Camden County has its third and fourth victims of the West Nile virus, after state labs confirmed the diagnosis, county officials announced Friday.
A 39-year-old man and a 57-year-old woman, who both first reported symptoms in August, were tested for the virus, and positive results both came back this week, officials said. Hometowns were not released for either victim.
The 39-year-old went to the hospital with fever, cough, chills, paralysis and weakness on Aug. 9, and state tests confirmed on Sept. 12 he had the virus, officials said.
The 57-year-old went to the hospital Aug. 26 after five days of fever, chills, head and body aches, and she was released home on Sept. 1. Nine days later, state labs also confirmed her diagnosis of West Nile.
The first Camden County victim of the virus in 2013, a 68-year-old man who had been in intensive care since first going to the hospital on Aug. 12, was also released to a long-term care facility on Aug. 31, officials said.

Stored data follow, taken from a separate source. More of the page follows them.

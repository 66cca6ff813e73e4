//! Purpose: Tyco type declarations and type-directed decoding of value text.
//! Exports: `BaseType`, `TypeSpec`, `RawValue`, `Segment`, `decode_value`.
//! Role: Produces unrendered values; templates and references stay symbolic until render.
//! Invariants: Decoding never consults other declarations (forward references are legal).
//! Invariants: Float values are always finite so they map onto JSON numbers.
use std::fmt;

use time::format_description::well_known::Rfc3339;
use time::{Date, OffsetDateTime, PrimitiveDateTime, Time, format_description};

use crate::core::error::{Error, ErrorKind, Result};
use crate::core::lexer::{is_identifier, split_top_level};

#[derive(Clone, Debug, Eq, PartialEq)]
pub enum BaseType {
    Str,
    Int,
    Float,
    Bool,
    Date,
    Time,
    DateTime,
    Struct(String),
}

impl BaseType {
    fn parse(token: &str) -> Option<Self> {
        let base = match token {
            "str" => BaseType::Str,
            "int" => BaseType::Int,
            "float" => BaseType::Float,
            "bool" => BaseType::Bool,
            "date" => BaseType::Date,
            "time" => BaseType::Time,
            "datetime" => BaseType::DateTime,
            other if is_struct_name(other) => BaseType::Struct(other.to_string()),
            _ => return None,
        };
        Some(base)
    }
}

impl fmt::Display for BaseType {
    fn fmt(&self, f: &mut fmt::Formatter<'_>) -> fmt::Result {
        match self {
            BaseType::Str => f.write_str("str"),
            BaseType::Int => f.write_str("int"),
            BaseType::Float => f.write_str("float"),
            BaseType::Bool => f.write_str("bool"),
            BaseType::Date => f.write_str("date"),
            BaseType::Time => f.write_str("time"),
            BaseType::DateTime => f.write_str("datetime"),
            BaseType::Struct(name) => f.write_str(name),
        }
    }
}

pub fn is_struct_name(text: &str) -> bool {
    text.starts_with(|ch: char| ch.is_ascii_uppercase()) && is_identifier(text)
}

#[derive(Clone, Debug, Eq, PartialEq)]
pub struct TypeSpec {
    pub base: BaseType,
    pub array: bool,
    pub nullable: bool,
}

impl TypeSpec {
    /// Parse `[?]TYPE[[]]`; modifiers such as `*` must already be stripped.
    pub fn parse(token: &str) -> Result<Self> {
        let (nullable, rest) = match token.strip_prefix('?') {
            Some(rest) => (true, rest),
            None => (false, token),
        };
        let (array, rest) = match rest.strip_suffix("[]") {
            Some(rest) => (true, rest),
            None => (false, rest),
        };
        let base = BaseType::parse(rest).ok_or_else(|| {
            Error::new(ErrorKind::Syntax).with_message(format!("unknown type '{token}'"))
        })?;
        Ok(Self {
            base,
            array,
            nullable,
        })
    }
}

impl fmt::Display for TypeSpec {
    fn fmt(&self, f: &mut fmt::Formatter<'_>) -> fmt::Result {
        if self.nullable {
            f.write_str("?")?;
        }
        write!(f, "{}", self.base)?;
        if self.array {
            f.write_str("[]")?;
        }
        Ok(())
    }
}

#[derive(Clone, Debug, Eq, PartialEq)]
pub enum Segment {
    Text(String),
    /// `{path}`; `path` is `name` or `global.name`.
    Placeholder(String),
}

#[derive(Clone, Debug, PartialEq)]
pub enum RawValue {
    Null,
    Bool(bool),
    Int(i64),
    Float(f64),
    Str(Vec<Segment>),
    /// Validated date, time, or datetime literal kept in its source spelling.
    Temporal(String),
    Array(Vec<RawValue>),
    /// `Target(key, ...)`; keys are decoded against the target's primary fields at render.
    Reference { target: String, keys: Vec<String> },
}

pub fn decode_value(text: &str, ty: &TypeSpec) -> Result<RawValue> {
    let text = text.trim();
    if text.is_empty() {
        return Err(type_error(format!("missing value for type {ty}")));
    }
    if text == "null" {
        if ty.nullable {
            return Ok(RawValue::Null);
        }
        return Err(type_error(format!("null is not allowed for type {ty}")));
    }
    if ty.array {
        let inner = text
            .strip_prefix('[')
            .and_then(|rest| rest.strip_suffix(']'))
            .ok_or_else(|| type_error(format!("expected an array for type {ty}")))?;
        let items = split_top_level(inner, ',')?
            .iter()
            .map(|item| decode_scalar(item, &ty.base))
            .collect::<Result<Vec<_>>>()?;
        return Ok(RawValue::Array(items));
    }
    decode_scalar(text, &ty.base)
}

fn decode_scalar(text: &str, base: &BaseType) -> Result<RawValue> {
    match base {
        BaseType::Str => decode_str(text),
        BaseType::Int => decode_int(text).map(RawValue::Int),
        BaseType::Float => decode_float(text).map(RawValue::Float),
        BaseType::Bool => match text {
            "true" => Ok(RawValue::Bool(true)),
            "false" => Ok(RawValue::Bool(false)),
            _ => Err(type_error(format!("invalid bool '{text}'"))),
        },
        BaseType::Date => {
            validate_temporal(text, "date", &["[year]-[month]-[day]"], |input, fmt| {
                Date::parse(input, fmt).is_ok()
            })
        }
        BaseType::Time => validate_temporal(
            text,
            "time",
            &[
                "[hour]:[minute]:[second]",
                "[hour]:[minute]:[second].[subsecond]",
            ],
            |input, fmt| Time::parse(input, fmt).is_ok(),
        ),
        BaseType::DateTime => decode_datetime(text),
        BaseType::Struct(name) => decode_reference(text, name),
    }
}

fn decode_str(text: &str) -> Result<RawValue> {
    if let Some(rest) = text.strip_prefix('"') {
        let body = rest
            .strip_suffix('"')
            .filter(|body| !ends_with_escape(body))
            .ok_or_else(|| syntax_error("unexpected text after string literal"))?;
        return parse_template(body, true).map(RawValue::Str);
    }
    if let Some(rest) = text.strip_prefix('\'') {
        let body = rest
            .strip_suffix('\'')
            .filter(|body| !body.contains('\''))
            .ok_or_else(|| syntax_error("unexpected text after string literal"))?;
        return Ok(RawValue::Str(vec![Segment::Text(body.to_string())]));
    }
    if text.contains([',', '[', ']', '(', ')', '"', '\'']) {
        return Err(syntax_error(format!(
            "bare string '{text}' contains reserved characters; quote it"
        )));
    }
    parse_template(text, false).map(RawValue::Str)
}

fn ends_with_escape(body: &str) -> bool {
    let trailing = body.chars().rev().take_while(|ch| *ch == '\\').count();
    trailing % 2 == 1
}

/// Split string text into literal and placeholder segments, applying escapes when quoted.
fn parse_template(body: &str, escapes: bool) -> Result<Vec<Segment>> {
    let mut segments = Vec::new();
    let mut text = String::new();
    let mut chars = body.chars();

    while let Some(ch) = chars.next() {
        match ch {
            '\\' if escapes => text.push(decode_escape(&mut chars)?),
            '"' if escapes => {
                return Err(syntax_error("unexpected text after string literal"));
            }
            '{' => {
                let mut path = String::new();
                let mut closed = false;
                for inner in chars.by_ref() {
                    if inner == '}' {
                        closed = true;
                        break;
                    }
                    path.push(inner);
                }
                if !closed {
                    return Err(syntax_error("unterminated template placeholder"));
                }
                let path = path.trim().to_string();
                if !path.split('.').all(is_identifier) {
                    return Err(syntax_error(format!("invalid template placeholder '{{{path}}}'")));
                }
                if !text.is_empty() {
                    segments.push(Segment::Text(std::mem::take(&mut text)));
                }
                segments.push(Segment::Placeholder(path));
            }
            other => text.push(other),
        }
    }
    if !text.is_empty() || segments.is_empty() {
        segments.push(Segment::Text(text));
    }
    Ok(segments)
}

fn decode_escape(chars: &mut std::str::Chars<'_>) -> Result<char> {
    let ch = chars
        .next()
        .ok_or_else(|| syntax_error("dangling escape in string literal"))?;
    let decoded = match ch {
        '\\' => '\\',
        '"' => '"',
        'n' => '\n',
        't' => '\t',
        'r' => '\r',
        '{' => '{',
        '}' => '}',
        'u' => {
            let hex: String = chars.by_ref().take(4).collect();
            if hex.len() != 4 {
                return Err(syntax_error("truncated \\u escape"));
            }
            u32::from_str_radix(&hex, 16)
                .ok()
                .and_then(char::from_u32)
                .ok_or_else(|| syntax_error(format!("invalid \\u escape '{hex}'")))?
        }
        other => return Err(syntax_error(format!("unknown escape '\\{other}'"))),
    };
    Ok(decoded)
}

fn decode_int(text: &str) -> Result<i64> {
    let invalid = || type_error(format!("invalid int '{text}'"));
    let (sign, unsigned) = match text.as_bytes().first() {
        Some(b'-') => ("-", &text[1..]),
        Some(b'+') => ("", &text[1..]),
        _ => ("", text),
    };
    let lower = unsigned.to_ascii_lowercase();
    let (radix, digits) = if let Some(rest) = lower.strip_prefix("0x") {
        (16, rest)
    } else if let Some(rest) = lower.strip_prefix("0o") {
        (8, rest)
    } else if let Some(rest) = lower.strip_prefix("0b") {
        (2, rest)
    } else {
        (10, lower.as_str())
    };
    if digits.is_empty() || digits.starts_with('_') || digits.ends_with('_') {
        return Err(invalid());
    }
    let digits = digits.replace('_', "");
    if !digits.chars().all(|ch| ch.is_digit(radix)) {
        return Err(invalid());
    }
    i64::from_str_radix(&format!("{sign}{digits}"), radix).map_err(|err| invalid().with_source(err))
}

fn decode_float(text: &str) -> Result<f64> {
    let invalid = || type_error(format!("invalid float '{text}'"));
    let cleaned = text.replace('_', "");
    if cleaned.is_empty()
        || !cleaned
            .chars()
            .all(|ch| ch.is_ascii_digit() || matches!(ch, '+' | '-' | '.' | 'e' | 'E'))
    {
        return Err(invalid());
    }
    let value: f64 = cleaned.parse().map_err(|err| invalid().with_source(err))?;
    if !value.is_finite() {
        return Err(type_error(format!("float '{text}' is out of range")));
    }
    Ok(value)
}

fn validate_temporal(
    text: &str,
    label: &str,
    descriptions: &[&str],
    accepts: impl Fn(&str, &[format_description::BorrowedFormatItem<'_>]) -> bool,
) -> Result<RawValue> {
    for description in descriptions {
        let items = format_description::parse_borrowed::<2>(description).map_err(|err| {
            Error::new(ErrorKind::Internal)
                .with_message("invalid built-in format description")
                .with_source(err)
        })?;
        if accepts(text, items.as_slice()) {
            return Ok(RawValue::Temporal(text.to_string()));
        }
    }
    Err(type_error(format!("invalid {label} '{text}'")))
}

fn decode_datetime(text: &str) -> Result<RawValue> {
    if OffsetDateTime::parse(text, &Rfc3339).is_ok() {
        return Ok(RawValue::Temporal(text.to_string()));
    }
    if let Ok(value) = validate_temporal(
        text,
        "datetime",
        &[
            "[year]-[month]-[day] [hour]:[minute]:[second][offset_hour sign:mandatory]:[offset_minute]",
            "[year]-[month]-[day] [hour]:[minute]:[second].[subsecond][offset_hour sign:mandatory]:[offset_minute]",
        ],
        |input, fmt| OffsetDateTime::parse(input, fmt).is_ok(),
    ) {
        return Ok(value);
    }
    validate_temporal(
        text,
        "datetime",
        &[
            "[year]-[month]-[day] [hour]:[minute]:[second]",
            "[year]-[month]-[day]T[hour]:[minute]:[second]",
            "[year]-[month]-[day] [hour]:[minute]:[second].[subsecond]",
            "[year]-[month]-[day]T[hour]:[minute]:[second].[subsecond]",
        ],
        |input, fmt| PrimitiveDateTime::parse(input, fmt).is_ok(),
    )
}

fn decode_reference(text: &str, target: &str) -> Result<RawValue> {
    let expected = || type_error(format!("expected a reference like {target}(key) but found '{text}'"));
    let args = text
        .strip_prefix(target)
        .and_then(|rest| rest.trim_start().strip_prefix('('))
        .and_then(|rest| rest.strip_suffix(')'))
        .ok_or_else(expected)?;
    let keys = split_top_level(args, ',')?;
    if keys.is_empty() {
        return Err(type_error(format!("reference to {target} has no key")));
    }
    Ok(RawValue::Reference {
        target: target.to_string(),
        keys,
    })
}

fn type_error(message: impl Into<String>) -> Error {
    Error::new(ErrorKind::Type).with_message(message)
}

fn syntax_error(message: impl Into<String>) -> Error {
    Error::new(ErrorKind::Syntax).with_message(message)
}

The second, an 84-year-old man who first reported symptoms of the virus in mid-August, was hospitalized after going to the emergency room, complaining of headaches and a fever for three days.
Though there haven't been any deaths in Camden County, state officials said a Gloucester County resident died of the virus in late August, just weeks after the state's first case was confirmed in Burlington County.
The virus, which typically shows up between August and October, has been identified in mosquitoes in 20 of New Jersey's 21 counties, officials said, and residents are warned to use bug spray and stay indoors in the hours around dawn and dusk, when mosquitoes are most active.
Eight people have died from West Nile since 2010, according to state records, and 85 people have been sickened in the same period. 2012 was the most active year for the virus, with 48 cases reported and six deaths.
Damage from last year's hurricane season has led to conditions that could bulk up the mosquito population, and a wetter-than-average summer has state and county officials asking residents to do what they can to curb the problem.
“At this time, and coming on the heels of the wettest summer months in the history of the county, I want to be clear, residents need to be on the lookout for standing water,” said freeholder Jeffrey Nash, liaison to the Camden County Mosquito Commission. “This mosquito season will continue well into October, and as a community, we have to work together in order eliminate ideal breeding locations for these pests.”
The county works with state labs to track West Nile locally, Nash said, and the county mosquito commission sprays any areas where the virus is identified within 24 hours of verification.
Mild to moderate West Nile infections usually resolve within seven to 10 days, officials said, but more severe infections may require hospitalization and supportive treatment.